### Problem statement
Reproduce each line of the data exactly as it is.

### Dataset entries
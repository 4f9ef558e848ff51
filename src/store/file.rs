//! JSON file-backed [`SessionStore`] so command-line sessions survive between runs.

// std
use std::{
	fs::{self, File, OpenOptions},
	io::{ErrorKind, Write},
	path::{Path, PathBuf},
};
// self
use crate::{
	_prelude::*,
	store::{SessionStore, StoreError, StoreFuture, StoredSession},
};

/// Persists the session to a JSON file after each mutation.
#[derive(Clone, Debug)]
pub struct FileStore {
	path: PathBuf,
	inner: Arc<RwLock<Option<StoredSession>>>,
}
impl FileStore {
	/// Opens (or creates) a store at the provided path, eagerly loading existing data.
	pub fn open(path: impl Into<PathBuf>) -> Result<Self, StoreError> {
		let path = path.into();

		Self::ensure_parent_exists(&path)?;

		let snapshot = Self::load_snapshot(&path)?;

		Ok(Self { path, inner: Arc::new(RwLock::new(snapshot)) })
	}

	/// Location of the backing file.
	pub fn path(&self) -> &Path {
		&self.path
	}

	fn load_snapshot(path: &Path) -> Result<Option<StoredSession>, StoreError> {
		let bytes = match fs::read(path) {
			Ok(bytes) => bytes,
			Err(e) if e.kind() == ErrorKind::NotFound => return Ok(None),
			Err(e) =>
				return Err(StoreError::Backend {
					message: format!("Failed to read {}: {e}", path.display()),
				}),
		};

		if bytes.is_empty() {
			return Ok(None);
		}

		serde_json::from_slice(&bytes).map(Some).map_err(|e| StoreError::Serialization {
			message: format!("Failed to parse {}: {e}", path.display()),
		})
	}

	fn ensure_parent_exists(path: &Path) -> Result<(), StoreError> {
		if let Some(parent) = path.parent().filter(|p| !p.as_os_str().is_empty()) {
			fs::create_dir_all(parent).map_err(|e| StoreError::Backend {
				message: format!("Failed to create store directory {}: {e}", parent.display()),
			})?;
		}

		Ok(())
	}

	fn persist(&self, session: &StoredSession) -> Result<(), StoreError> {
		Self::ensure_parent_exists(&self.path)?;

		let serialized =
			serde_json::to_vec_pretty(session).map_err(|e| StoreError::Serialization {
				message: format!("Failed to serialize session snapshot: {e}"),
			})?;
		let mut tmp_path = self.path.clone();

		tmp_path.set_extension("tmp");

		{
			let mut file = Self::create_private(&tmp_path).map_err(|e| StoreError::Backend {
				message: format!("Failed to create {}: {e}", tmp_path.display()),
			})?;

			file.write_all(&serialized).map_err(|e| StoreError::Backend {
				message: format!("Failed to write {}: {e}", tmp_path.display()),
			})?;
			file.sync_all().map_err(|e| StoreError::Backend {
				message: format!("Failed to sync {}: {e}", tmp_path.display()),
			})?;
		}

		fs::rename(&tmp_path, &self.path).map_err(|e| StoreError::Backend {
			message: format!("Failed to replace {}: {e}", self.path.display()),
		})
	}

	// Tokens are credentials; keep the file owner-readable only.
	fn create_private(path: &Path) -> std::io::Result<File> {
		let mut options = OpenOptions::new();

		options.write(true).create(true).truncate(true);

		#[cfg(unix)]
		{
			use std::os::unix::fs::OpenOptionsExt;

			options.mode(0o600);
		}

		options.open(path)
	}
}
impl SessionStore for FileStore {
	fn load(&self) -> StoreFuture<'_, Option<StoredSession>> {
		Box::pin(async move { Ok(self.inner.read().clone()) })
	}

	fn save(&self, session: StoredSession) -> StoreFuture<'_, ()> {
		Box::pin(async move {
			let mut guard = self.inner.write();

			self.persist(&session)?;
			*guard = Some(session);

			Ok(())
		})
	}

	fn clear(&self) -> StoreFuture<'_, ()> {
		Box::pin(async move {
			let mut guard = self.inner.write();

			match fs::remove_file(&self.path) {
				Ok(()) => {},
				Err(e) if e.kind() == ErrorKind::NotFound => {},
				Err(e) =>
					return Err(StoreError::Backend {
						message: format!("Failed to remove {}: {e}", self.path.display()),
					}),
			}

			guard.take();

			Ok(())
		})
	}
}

### Result of the task
repository 4f9ef558e848ff51
filename src/store/file.rs
//! JSON file-backed [`SessionStore`] so command-line sessions survive between runs.

// std
use std::{
	fs::{self, File, OpenOptions},
	io::{ErrorKind, Write},
	path::{Path, PathBuf},
};
// self
use crate::{
	_prelude::*,
	store::{SessionStore, StoreError, StoreFuture, StoredSession},
};

/// Persists the session to a JSON file after each mutation.
#[derive(Clone, Debug)]
pub struct FileStore {
	path: PathBuf,
	inner: Arc<RwLock<Option<StoredSession>>>,
}
impl FileStore {
	/// Opens (or creates) a store at the provided path, eagerly loading existing data.
	pub fn open(path: impl Into<PathBuf>) -> Result<Self, StoreError> {
		let path = path.into();

		Self::ensure_parent_exists(&path)?;

		let snapshot = Self::load_snapshot(&path)?;

		Ok(Self { path, inner: Arc::new(RwLock::new(snapshot)) })
	}

	/// Location of the backing file.
	pub fn path(&self) -> &Path {
		&self.path
	}

	fn load_snapshot(path: &Path) -> Result<Option<StoredSession>, StoreError> {
		let bytes = match fs::read(path) {
			Ok(bytes) => bytes,
			Err(e) if e.kind() == ErrorKind::NotFound => return Ok(None),
			Err(e) =>
				return Err(StoreError::Backend {
					message: format!("Failed to read {}: {e}", path.display()),
				}),
		};

		if bytes.is_empty() {
			return Ok(None);
		}

		serde_json::from_slice(&bytes).map(Some).map_err(|e| StoreError::Serialization {
			message: format!("Failed to parse {}: {e}", path.display()),
		})
	}

	fn ensure_parent_exists(path: &Path) -> Result<(), StoreError> {
		if let Some(parent) = path.parent().filter(|p| !p.as_os_str().is_empty()) {
			fs::create_dir_all(parent).map_err(|e| StoreError::Backend {
				message: format!("Failed to create store directory {}: {e}", parent.display()),
			})?;
		}

		Ok(())
	}

	fn persist(&self, session: &StoredSession) -> Result<(), StoreError> {
		Self::ensure_parent_exists(&self.path)?;

		let serialized =
			serde_json::to_vec_pretty(session).map_err(|e| StoreError::Serialization {
				message: format!("Failed to serialize session snapshot: {e}"),
			})?;
		let mut tmp_path = self.path.clone();

		tmp_path.set_extension("tmp");

		{
			let mut file = Self::create_private(&tmp_path).map_err(|e| StoreError::Backend {
				message: format!("Failed to create {}: {e}", tmp_path.display()),
			})?;

			file.write_all(&serialized).map_err(|e| StoreError::Backend {
				message: format!("Failed to write {}: {e}", tmp_path.display()),
			})?;
			file.sync_all().map_err(|e| StoreError::Backend {
				message: format!("Failed to sync {}: {e}", tmp_path.display()),
			})?;
		}

		fs::rename(&tmp_path, &self.path).map_err(|e| StoreError::Backend {
			message: format!("Failed to replace {}: {e}", self.path.display()),
		})
	}

	// Tokens are credentials; keep the file owner-readable only.
	fn create_private(path: &Path) -> std::io::Result<File> {
		let mut options = OpenOptions::new();

		options.write(true).create(true).truncate(true);

		#[cfg(unix)]
		{
			use std::os::unix::fs::OpenOptionsExt;

			options.mode(0o600);
		}

		options.open(path)
	}
}
impl SessionStore for FileStore {
	fn load(&self) -> StoreFuture<'_, Option<StoredSession>> {
		Box::pin(async move { Ok(self.inner.read().clone()) })
	}

	fn save(&self, session: StoredSession) -> StoreFuture<'_, ()> {
		Box::pin(async move {
			let mut guard = self.inner.write();

			self.persist(&session)?;
			*guard = Some(session);

			Ok(())
		})
	}

	fn clear(&self) -> StoreFuture<'_, ()> {
		Box::pin(async move {
			let mut guard = self.inner.write();

			match fs::remove_file(&self.path) {
				Ok(()) => {},
				Err(e) if e.kind() == ErrorKind::NotFound => {},
				Err(e) =>
					return Err(StoreError::Backend {
						message: format!("Failed to remove {}: {e}", self.path.display()),
					}),
			}

			guard.take();

			Ok(())
		})
	}
}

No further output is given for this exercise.